A ruptured biceps tendon occurs when the long head of the biceps muscle is pulled from its attachment in the shoulder or the elbow. This often happens in older adults with a long history of shoulder impingement. Often, the injury is the result of a trivial event such as lifting a heavy item or an episode of a jerking motion while the biceps is flexed. It is uncommon in young adults unless they are active in weight lifting or throwing sports such as baseball.
With a biceps tendon rupture, patients notice a deformity of the biceps muscle with what usually appears as a bulge in the arm. This injury is commonly accompanied by a loud snapping sound, resulting in bruising at forearm or elbow. Patients often report difficulty turning doorknobs, weakness in lifting items, or pain with twisting motions of the wrist.

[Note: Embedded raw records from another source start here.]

//! Template-driven presentation composition.
//!
//! A template deck holds reusable slides, each annotated in its speaker notes
//! with a small JSON document naming its slide type and fields:
//!
//! ```json
//! {"slide_type": "content", "description": "Bulleted content",
//!  "placeholders": {"heading": {"type": "text"}, "bullets": {"type": "list"}}}
//! ```
//!
//! [`Composer`] turns a list of [`SlideSpec`]s into a new deck: for every spec
//! it picks the best matching template slide ([`selector`]), rebuilds it on
//! the same layout in the output ([`cloner`]) and writes the field values into
//! the `{{field}}` tokens of the copy ([`populate`]).
pub mod catalog;
pub mod cloner;
pub mod composer;
pub mod error;
pub mod metadata;
pub mod populate;
pub mod report;
pub mod selector;
pub mod spec;

pub use catalog::{SlideCatalog, SlideCatalogEntry, SlideTypeInfo};
pub use composer::Composer;
pub use error::{ComposeError, Result};
pub use metadata::{FieldDescriptor, FieldType, SlideMetadata};
pub use report::{CompositionReport, FieldOutcome, FieldStatus, SkipReason, SkippedShape, SlideReport};
pub use spec::{FieldValue, Scalar, SlideSpec};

An MRI (magnetic resonance imaging) is often ordered to confirm a ruptured tendon. Biceps tendon ruptures that occur at the shoulder do not require surgery, but some people prefer to have them repaired to correct the cosmetic deformity. Those with a biceps tendon rupture at the elbow attachment will need to undergo surgical repair and reattachment. Patients can lose approximately 10% of elbow flexion and have decreased forearm strength if not treated surgically. For example, it may be difficult to perform motions like using a screwdriver.